‘Mass extinctions accelerate evolution’
SCIENTISTS have provided fresh insights on how mass extinction events accelerated evolution. Scientists in the first study published in Nature Communications presented evidence that malformed fossil remains of marine plankton from the late Silurian (415 million years ago) contain highly elevated concentrations of heavy metals, such as iron, lead, and arsenic.
These are well-known toxins that cause morphologic abnormalities in modern aquatic organisms; which led the authors to conclude that metal poisoning caused the malformation observed in these ancient organisms and may have contributed to their extinction and that of many other species.
Also, a computer science team at The University of Texas at Austin, United States (U.S.), has found that robots evolve more quickly and efficiently after a virtual mass extinction modeled after real-life disasters such as the one that killed off the dinosaurs.
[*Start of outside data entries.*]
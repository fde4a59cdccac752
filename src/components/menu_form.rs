//! Menu Form Component
//!
//! Edit the menu of one planner cell: a recipe picked from suggestions
//! and/or a free-text description.

use leptos::prelude::*;
use leptos::task::spawn_local;

use crate::api::{self, SearchKind};
use crate::components::{Modal, SuggestionPicker};
use crate::config::use_config;
use crate::context::use_app_context;
use crate::forms;
use crate::models::{Cell, SuggestionItem};
use crate::notify::use_notifier;
use crate::picker::PickerState;
use crate::planner::occupant_at;
use crate::store::{use_app_store, AppStateStoreFields};

#[component]
pub fn MenuForm(cell: ReadSignal<Option<Cell>>, open: ReadSignal<bool>, set_open: WriteSignal<bool>) -> impl IntoView {
    let ctx = use_app_context();
    let config = use_config();
    let store = use_app_store();
    let notifier = use_notifier();

    let (description, set_description) = signal(String::new());
    let (saving, set_saving) = signal(false);
    let recipe = RwSignal::new(PickerState::new(config.min_query_chars));

    // Prefill from the cell's current menu whenever the form opens
    Effect::new(move |_| {
        if !open.get() {
            return;
        }
        let Some(target) = cell.get_untracked() else {
            return;
        };
        let current = store.menus().with_untracked(|m| occupant_at(m, target).cloned());
        set_description.set(current.as_ref().and_then(|m| m.description.clone()).unwrap_or_default());
        let picker = match current.and_then(|m| m.recipe_id.zip(m.recipe_name)) {
            Some((id, label)) => PickerState::with_selection(config.min_query_chars, SuggestionItem { id, label }),
            None => PickerState::new(config.min_query_chars),
        };
        recipe.set(picker);
    });

    let title = Signal::derive(move || match cell.get() {
        Some(c) => format!("{} · {}", c.day.label(), c.slot.label()),
        None => String::from("Menu"),
    });

    let on_submit = move |ev: web_sys::SubmitEvent| {
        ev.prevent_default();
        let Some(target) = cell.get_untracked() else {
            return;
        };
        let week = store.week_start().get_untracked();
        let args = match recipe.with_untracked(|r| forms::menu_args(target, &week, &description.get_untracked(), r)) {
            Ok(args) => args,
            Err(e) => {
                notifier.error(e.user_message(""));
                return;
            }
        };
        set_saving.set(true);
        spawn_local(async move {
            let result = api::save_menu(&args).await;
            set_saving.set(false);
            match result {
                Ok(()) => {
                    notifier.success("Menu saved");
                    set_open.set(false);
                    ctx.reload();
                }
                Err(e) => notifier.error(e.user_message("Could not save the menu")),
            }
        });
    };

    view! {
        <Modal title=title open=open on_close=move |_| set_open.set(false)>
            <form class="modal-form" on:submit=on_submit>
                <label>
                    "Recipe"
                    <SuggestionPicker kind=SearchKind::Recipes state=recipe placeholder="Search a recipe..." />
                </label>
                <label>
                    "Description"
                    <textarea
                        placeholder="Or describe the meal"
                        prop:value=move || description.get()
                        on:input=move |ev| set_description.set(event_target_value(&ev))
                    ></textarea>
                </label>
                <div class="form-actions">
                    <button type="button" class="cancel-btn" on:click=move |_| set_open.set(false)>"Cancel"</button>
                    <button type="submit" class="primary-btn" disabled=move || saving.get()>"Save"</button>
                </div>
            </form>
        </Modal>
    }
}
//! Recipe routes

use serde::Serialize;

use super::{get_json, send, Method};
use crate::error::ApiError;
use crate::models::{Recipe, RecipeIngredientLine};

#[derive(Debug, Clone, PartialEq, Serialize)]
pub struct NewRecipeArgs {
    pub name: String,
    pub description: Option<String>,
    pub prep_minutes: Option<u32>,
    pub servings: u32,
    pub ingredients: Vec<RecipeIngredientLine>,
}

pub async fn list_recipes() -> Result<Vec<Recipe>, ApiError> {
    get_json("/recipes").await
}

pub async fn create_recipe(args: &NewRecipeArgs) -> Result<(), ApiError> {
    send(Method::Post, "/recipe", Some(args)).await
}

pub async fn delete_recipe(id: u32) -> Result<(), ApiError> {
    send::<()>(Method::Delete, &format!("/recipe/{}", id), None).await
}
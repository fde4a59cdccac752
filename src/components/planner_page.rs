//! Planner Page
//!
//! Week navigation, the menu grid with balance badges, and the menu form.

use leptos::prelude::*;
use leptos::task::spawn_local;

use crate::api;
use crate::components::{BalanceTooltip, BalanceTooltipView, MenuForm, MenuGrid};
use crate::context::use_app_context;
use crate::models::Cell;
use crate::notify::use_notifier;
use crate::planner::week_caption;
use crate::store::{use_app_store, AppStateStoreFields};

#[component]
pub fn PlannerPage() -> impl IntoView {
    let ctx = use_app_context();
    let store = use_app_store();
    let notifier = use_notifier();

    provide_context(BalanceTooltip(RwSignal::new(None)));

    // Load the week, then its balance badges
    Effect::new(move |_| {
        let trigger = ctx.reload_trigger.get();
        let week = ctx.week_offset.get();
        web_sys::console::log_1(&format!("[Planner] Loading week {}, trigger={}", week, trigger).into());
        spawn_local(async move {
            let loaded = match api::list_week(week).await {
                Ok(loaded) => loaded,
                Err(_) => {
                    notifier.error("Could not load the menus");
                    return;
                }
            };
            // Another navigation started meanwhile; its load owns the grid
            if !ctx.is_showing(week) {
                return;
            }
            let ids: Vec<u32> = loaded.entries.iter().map(|m| m.id).collect();
            store.week_start().set(loaded.week_start);
            store.menus().set(loaded.entries);
            store.balance().write().clear();

            if ids.is_empty() {
                return;
            }
            match api::load_balance(&ids).await {
                Ok(_) if !ctx.is_showing(week) => {}
                Ok(analyses) => store.balance().set(analyses),
                Err(e) => web_sys::console::warn_1(&format!("[Planner] Balance analysis unavailable: {}", e).into()),
            }
        });
    });

    let (editing_cell, set_editing_cell) = signal::<Option<Cell>>(None);
    let (form_open, set_form_open) = signal(false);

    let on_edit = move |cell: Cell| {
        set_editing_cell.set(Some(cell));
        set_form_open.set(true);
    };

    view! {
        <section class="page planner-page">
            <div class="page-header">
                <h1>{move || week_caption(&store.week_start().get())}</h1>
                <div class="week-nav">
                    <button on:click=move |_| ctx.shift_week(-1)>"‹ Previous"</button>
                    <button on:click=move |_| ctx.current_week()>"Today"</button>
                    <button on:click=move |_| ctx.shift_week(1)>"Next ›"</button>
                </div>
            </div>

            <MenuGrid on_edit=on_edit />
            <MenuForm cell=editing_cell open=form_open set_open=set_form_open />
            <BalanceTooltipView />
        </section>
    }
}
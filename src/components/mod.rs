//! UI Components
//!
//! Leptos components for the three pages and their shared widgets.

mod balance_badge;
mod delete_confirm_button;
mod ingredient_page;
mod menu_form;
mod menu_grid;
mod modal;
mod page_tabs;
mod planner_page;
mod recipe_page;
mod suggestion_picker;

pub use balance_badge::{BalanceBadge, BalanceTooltip, BalanceTooltipView};
pub use delete_confirm_button::DeleteConfirmButton;
pub use ingredient_page::IngredientPage;
pub use menu_form::MenuForm;
pub use menu_grid::MenuGrid;
pub use modal::Modal;
pub use page_tabs::{Page, PageTabs};
pub use planner_page::PlannerPage;
pub use recipe_page::RecipePage;
pub use suggestion_picker::SuggestionPicker;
Beyond its implications for artificial intelligence, the research supports the idea that mass extinctions actually speed up evolution by unleashing new creativity in adaptations.
Computer scientists Risto Miikkulainen and Joel Lehman co-authored the study published today in the journal PLOS One, which describes how simulations of mass extinctions promote novel features and abilities in surviving lineages.
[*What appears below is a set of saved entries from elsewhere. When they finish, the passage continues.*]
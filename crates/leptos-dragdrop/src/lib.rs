//! Leptos DragDrop Utilities
//!
//! Drag-and-drop of occupants between the fixed cells of a grid, using the
//! HTML5 drag events (`dragstart`, `dragover`, `dragleave`, `drop`, `dragend`).
//!
//! The gesture logic lives in [`DragController`], a plain state machine that
//! knows nothing about the DOM. [`GridDnd`] keeps one controller in a signal
//! and hands out event handlers for the cells of a grid.

mod controller;

pub use controller::{DragController, DragPhase, DragSession, DropDecision, MoveRequest};

use leptos::prelude::*;
use web_sys::DragEvent;

/// DnD state shared by every cell of one grid
pub struct GridDnd<C: Send + Sync + 'static> {
    pub state: RwSignal<DragController<C>>,
}

impl<C: Send + Sync + 'static> Clone for GridDnd<C> {
    fn clone(&self) -> Self {
        *self
    }
}

impl<C: Send + Sync + 'static> Copy for GridDnd<C> {}

impl<C> GridDnd<C>
where
    C: Copy + Eq + Send + Sync + 'static,
{
    /// Is `cell` the source of the drag in progress?
    pub fn is_source(&self, cell: C) -> bool {
        self.state.with(|c| c.is_source(cell))
    }

    /// Is `cell` currently marked as a drop candidate?
    pub fn is_over(&self, cell: C) -> bool {
        self.state.with(|c| c.is_over(cell))
    }

    /// Is a move request waiting for the backend?
    pub fn is_committing(&self) -> bool {
        self.state.with(|c| c.is_committing())
    }

    /// Close the committing phase once the move request has resolved,
    /// whatever its outcome.
    pub fn settle(&self) {
        self.state.update(|c| c.settle());
    }
}

pub fn create_grid_dnd<C>() -> GridDnd<C>
where
    C: Copy + Eq + Send + Sync + 'static,
{
    GridDnd {
        state: RwSignal::new(DragController::new()),
    }
}

/// Create dragstart handler for a cell.
/// Cells without an occupant cancel the native drag.
pub fn make_on_dragstart<C>(dnd: GridDnd<C>, cell: C, occupant: Option<u32>) -> impl Fn(DragEvent) + Clone + 'static
where
    C: Copy + Eq + Send + Sync + 'static,
{
    move |ev: DragEvent| {
        let started = dnd.state.try_update(|c| c.drag_start(cell, occupant)).unwrap_or(false);
        if !started {
            ev.prevent_default();
            return;
        }
        // Firefox refuses to start a drag without payload
        if let (Some(dt), Some(id)) = (ev.data_transfer(), occupant) {
            dt.set_effect_allowed("move");
            let _ = dt.set_data("text/plain", &id.to_string());
        }
    }
}

/// Create dragover handler: marks the cell and allows the drop
pub fn make_on_dragover<C>(dnd: GridDnd<C>, cell: C) -> impl Fn(DragEvent) + Clone + 'static
where
    C: Copy + Eq + Send + Sync + 'static,
{
    move |ev: DragEvent| {
        if !dnd.state.with_untracked(|c| c.is_dragging()) {
            return;
        }
        ev.prevent_default();
        if let Some(dt) = ev.data_transfer() {
            dt.set_drop_effect("move");
        }
        if !dnd.state.with_untracked(|c| c.is_over(cell)) {
            dnd.state.update(|c| c.drag_over(cell));
        }
    }
}

/// Create dragleave handler: clears the cell marker
pub fn make_on_dragleave<C>(dnd: GridDnd<C>, cell: C) -> impl Fn(DragEvent) + Clone + 'static
where
    C: Copy + Eq + Send + Sync + 'static,
{
    move |_ev: DragEvent| {
        if dnd.state.with_untracked(|c| c.is_over(cell)) {
            dnd.state.update(|c| c.drag_leave(cell));
        }
    }
}

/// Create drop handler. `on_move` only runs when the drop produced a move
/// request, never for drops on the source cell.
pub fn make_on_drop<C, F>(dnd: GridDnd<C>, cell: C, on_move: F) -> impl Fn(DragEvent) + Clone + 'static
where
    C: Copy + Eq + Send + Sync + 'static,
    F: Fn(MoveRequest<C>) + Clone + 'static,
{
    move |ev: DragEvent| {
        ev.prevent_default();
        let decision = dnd.state.try_update(|c| c.drop_on(cell));
        if let Some(DropDecision::Move(request)) = decision {
            on_move(request);
        }
    }
}

/// Create dragend handler: always clears markers and the session
pub fn make_on_dragend<C>(dnd: GridDnd<C>) -> impl Fn(DragEvent) + Clone + 'static
where
    C: Copy + Eq + Send + Sync + 'static,
{
    move |_ev: DragEvent| {
        dnd.state.update(|c| c.drag_end());
    }
}
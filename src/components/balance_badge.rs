//! Balance Badge Component
//!
//! Per-menu nutritional balance indicator with a hover tooltip. The tooltip
//! lives at page level so at most one is shown at a time.

use leptos::prelude::*;
use wasm_bindgen::JsCast;

use crate::balance::{icon, level_class, summary_text, tooltip_anchor};
use crate::models::BalanceAnalysis;
use crate::store::{use_app_store, AppStateStoreFields};

/// Tooltip currently shown, with its fixed position
#[derive(Debug, Clone, PartialEq)]
pub struct TooltipState {
    pub analysis: BalanceAnalysis,
    pub x: f64,
    pub y: f64,
}

/// Page-level tooltip slot provided via context
#[derive(Clone, Copy)]
pub struct BalanceTooltip(pub RwSignal<Option<TooltipState>>);

#[component]
pub fn BalanceBadge(menu_id: u32) -> impl IntoView {
    let store = use_app_store();
    let tooltip = expect_context::<BalanceTooltip>();

    let analysis = Memo::new(move |_| store.balance().with(|b| b.get(&menu_id).cloned()));

    let on_mouseenter = move |ev: web_sys::MouseEvent| {
        let Some(analysis) = analysis.get_untracked() else {
            return;
        };
        let Some(el) = ev.current_target().and_then(|t| t.dyn_into::<web_sys::Element>().ok()) else {
            return;
        };
        let rect = el.get_bounding_client_rect();
        let (x, y) = tooltip_anchor(rect.left(), rect.width(), rect.bottom());
        tooltip.0.set(Some(TooltipState { analysis, x, y }));
    };

    view! {
        {move || match analysis.get() {
            Some(a) => view! {
                <span
                    class=format!("balance-badge {}", level_class(a.level))
                    title=summary_text(&a)
                    on:mouseenter=on_mouseenter
                    on:mouseleave=move |_| tooltip.0.set(None)
                >
                    <span class="balance-indicator">{icon(a.level)}</span>
                </span>
            }.into_any(),
            None => view! {
                <span class="balance-badge pending">
                    <span class="balance-indicator">"·"</span>
                </span>
            }.into_any(),
        }}
    }
}

/// Floating tooltip, rendered once per page
#[component]
pub fn BalanceTooltipView() -> impl IntoView {
    let tooltip = expect_context::<BalanceTooltip>();

    view! {
        {move || tooltip.0.get().map(|t| {
            let style = format!("position: fixed; left: {}px; top: {}px; transform: translateX(-50%);", t.x, t.y);
            let a = t.analysis;
            view! {
                <div class="balance-tooltip" style=style>
                    <h4>{a.message.clone()}</h4>
                    {(!a.categories.is_empty()).then(|| view! {
                        <div class="tooltip-section"><strong>"Present:"</strong></div>
                        {a.categories.iter().map(|c| view! {
                            <div class="category-item present-item">{format!("✓ {}", c)}</div>
                        }).collect_view()}
                    })}
                    {(!a.missing.is_empty()).then(|| view! {
                        <div class="tooltip-section"><strong>"Missing:"</strong></div>
                        {a.missing.iter().map(|c| view! {
                            <div class="category-item missing-item">{format!("✗ {}", c)}</div>
                        }).collect_view()}
                    })}
                </div>
            }
        })}
    }
}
Meanwhile, new research has revealed that early humans were the dominant cause of the extinction of a variety of species of giant beasts. Scientists at the universities of Exeter and Cambridge claim their research settles a prolonged debate over whether mankind or climate change was the dominant cause of the demise of massive creatures in the time of the sabretooth tiger, the woolly mammoth, the woolly rhino and the giant armadillo.
Lewis Bartlett, of the University of Exeter, led the research, which also involved the universities of Reading and Bristol and is published in the journal Ecography.
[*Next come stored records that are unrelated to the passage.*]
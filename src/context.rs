//! Application Context
//!
//! Shared state provided via Leptos Context API.

use gloo_timers::callback::Timeout;
use leptos::prelude::*;

/// App-wide signals provided via context
#[derive(Clone, Copy)]
pub struct AppContext {
    /// Trigger to reload page data from the server - read
    pub reload_trigger: ReadSignal<u32>,
    /// Trigger to reload page data from the server - write
    set_reload_trigger: WriteSignal<u32>,
    /// Planner week, relative to the current one - read
    pub week_offset: ReadSignal<i32>,
    /// Planner week, relative to the current one - write
    set_week_offset: WriteSignal<i32>,
}

impl AppContext {
    pub fn new(
        reload_trigger: (ReadSignal<u32>, WriteSignal<u32>),
        week_offset: (ReadSignal<i32>, WriteSignal<i32>),
    ) -> Self {
        Self {
            reload_trigger: reload_trigger.0,
            set_reload_trigger: reload_trigger.1,
            week_offset: week_offset.0,
            set_week_offset: week_offset.1,
        }
    }

    /// Trigger a reload of page data
    pub fn reload(&self) {
        self.set_reload_trigger.update(|v| *v += 1);
    }

    /// Reload once the user had time to read the success toast
    pub fn reload_after(&self, delay_ms: u32) {
        let this = *self;
        Timeout::new(delay_ms, move || this.reload()).forget();
    }

    pub fn shift_week(&self, delta: i32) {
        self.set_week_offset.update(|w| *w += delta);
    }

    pub fn current_week(&self) {
        self.set_week_offset.set(0);
    }

    /// Whether a load started for `week` still matches the navigation
    pub fn is_showing(&self, week: i32) -> bool {
        self.week_offset.get_untracked() == week
    }
}

/// Get the app context
pub fn use_app_context() -> AppContext {
    expect_context::<AppContext>()
}

#[cfg(test)]
mod tests {
    use super::*;

    #[test]
    fn test_load_for_left_week_is_stale() {
        let ctx = AppContext::new(signal(0), signal(0));
        let started_for = ctx.week_offset.get_untracked();
        ctx.shift_week(1);
        ctx.shift_week(1);
        assert!(!ctx.is_showing(started_for));
        assert!(ctx.is_showing(2));

        ctx.current_week();
        assert!(ctx.is_showing(started_for));
    }
}
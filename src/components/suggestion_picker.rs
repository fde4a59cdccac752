//! Suggestion Picker Component
//!
//! Debounced autocomplete input selecting an existing ingredient or recipe.
//! The hosting form owns the `PickerState` signal and reads the selection
//! from it on submit.

use gloo_timers::callback::Timeout;
use leptos::ev;
use leptos::html;
use leptos::prelude::*;
use leptos::task::spawn_local;
use wasm_bindgen::JsCast;

use crate::api::{self, SearchKind};
use crate::config::use_config;
use crate::picker::{InputAction, KeyAction, PickerKey, PickerState};

/// Autocomplete input with suggestion list
///
/// Props:
/// - kind: which entity to look up
/// - state: picker state shared with the hosting form
#[component]
pub fn SuggestionPicker(
    kind: SearchKind,
    state: RwSignal<PickerState>,
    #[prop(into)] placeholder: String,
) -> impl IntoView {
    let config = use_config();
    let wrapper = NodeRef::<html::Div>::new();
    // Dropping a Timeout cancels it
    let timer = StoredValue::new_local(None::<Timeout>);

    let lookup = move |query: String| {
        spawn_local(async move {
            let items = match api::search(kind, &query, config.suggestion_limit).await {
                Ok(items) => items,
                Err(e) => {
                    web_sys::console::warn_1(&format!("[Picker] Lookup {:?} failed: {}", query, e).into());
                    Vec::new()
                }
            };
            // In-flight lookups are not cancelled; the latest answer wins
            let _ = state.try_update(|s| s.show_suggestions(items));
        });
    };

    let on_input = move |ev: web_sys::Event| {
        let text = event_target_value(&ev);
        match state.try_update(|s| s.input(&text)) {
            Some(InputAction::Debounce(generation)) => {
                let pending = Timeout::new(config.debounce_ms, move || {
                    if let Some(Some(query)) = state.try_update(|s| s.timer_fired(generation)) {
                        lookup(query);
                    }
                });
                timer.set_value(Some(pending));
            }
            _ => timer.set_value(None),
        }
    };

    let on_keydown = move |ev: web_sys::KeyboardEvent| {
        let key = PickerKey::from_key(&ev.key());
        match state.try_update(|s| s.key(key)) {
            Some(KeyAction::Handled) => ev.prevent_default(),
            Some(KeyAction::Committed(item)) => {
                ev.prevent_default();
                web_sys::console::log_1(&format!("[Picker] Selected #{} {}", item.id, item.label).into());
            }
            _ => {}
        }
    };

    // Pointer down anywhere outside input and list closes the list
    let outside = window_event_listener(ev::mousedown, move |ev| {
        if !state.with_untracked(|s| s.is_open()) {
            return;
        }
        let Some(root) = wrapper.get_untracked() else {
            return;
        };
        let target = ev.target().and_then(|t| t.dyn_into::<web_sys::Node>().ok());
        if !root.contains(target.as_ref()) {
            state.update(|s| s.dismiss());
        }
    });
    on_cleanup(move || outside.remove());

    let input_class = move || {
        if state.with(|s| s.selected().is_some()) {
            "picker-input selected"
        } else {
            "picker-input"
        }
    };

    // The list is rebuilt only when its content or visibility changes;
    // highlight moves just restyle the items
    let items = Memo::new(move |_| state.with(|s| s.suggestions().to_vec()));
    let is_open = Memo::new(move |_| state.with(|s| s.is_open()));

    view! {
        <div class="suggestion-picker" node_ref=wrapper>
            <input
                type="text"
                class=input_class
                placeholder=placeholder
                autocomplete="off"
                prop:value=move || state.with(|s| s.query().to_string())
                on:input=on_input
                on:keydown=on_keydown
            />

            {move || {
                if !is_open.get() {
                    return view! { <div></div> }.into_any();
                }
                view! {
                    <ul class="suggestion-list">
                        {items.get().into_iter().enumerate().map(|(i, item)| {
                            let item_class = move || {
                                if state.with(|s| s.highlighted() == Some(i)) {
                                    "suggestion-item highlighted"
                                } else {
                                    "suggestion-item"
                                }
                            };
                            view! {
                                <li
                                    class=item_class
                                    on:mouseenter=move |_| state.maybe_update(|s| s.hover(i))
                                    on:click=move |ev| {
                                        ev.prevent_default();
                                        state.update(|s| { s.commit(i); });
                                    }
                                >
                                    {item.label}
                                </li>
                            }
                        }).collect_view()}
                    </ul>
                }.into_any()
            }}
        </div>
    }
}
//! Page Tab Bar Component
//!
//! Tab bar for switching between the planner, recipes and ingredients.

use leptos::prelude::*;

#[derive(Debug, Clone, Copy, PartialEq, Eq)]
pub enum Page {
    Planner,
    Recipes,
    Ingredients,
}

impl Page {
    pub const ALL: [Page; 3] = [Page::Planner, Page::Recipes, Page::Ingredients];

    pub fn title(self) -> &'static str {
        match self {
            Page::Planner => "Menu planner",
            Page::Recipes => "Recipes",
            Page::Ingredients => "Ingredients",
        }
    }
}

#[component]
pub fn PageTabs(current_page: ReadSignal<Page>, set_current_page: WriteSignal<Page>) -> impl IntoView {
    view! {
        <nav class="page-tab-bar">
            {Page::ALL.iter().map(|page| {
                let page = *page;
                let tab_class = move || {
                    if current_page.get() == page { "page-tab active" } else { "page-tab" }
                };
                view! {
                    <button class=tab_class on:click=move |_| set_current_page.set(page)>
                        {page.title()}
                    </button>
                }
            }).collect_view()}
        </nav>
    }
}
Known collectively as megafauna, most of the largest mammals ever to roam the earth were wiped out over the last 80,000 years, and were all extinct by 10,000 years ago.
An international team led by Thijs Vandenbroucke (researcher at the French CNRS and invited professor at UGent) and Poul Emsbo (US Geological Survey) initiated a study to investigate a little known association between ‘teratological’ or ‘malformed’ fossil plankton assemblages coincident with the initial stages of these extinction events.
Several Palaeozoic mass extinction events during the Ordovician and Silurian periods (ca. 485 to 420 to million years ago) shaped the evolution of life on our planet.
Although some of these short-lived, periodic events were responsible for eradication of up to 85% of marine species, the exact kill-mechanism responsible for these crises remains poorly understood.
Documented chemical behavior of these metals, which correlates with previously observed disturbances in oceanic carbon, oxygen and sulphur signatures, strongly suggests that these metal increases resulted from reductions of ocean oxygenation.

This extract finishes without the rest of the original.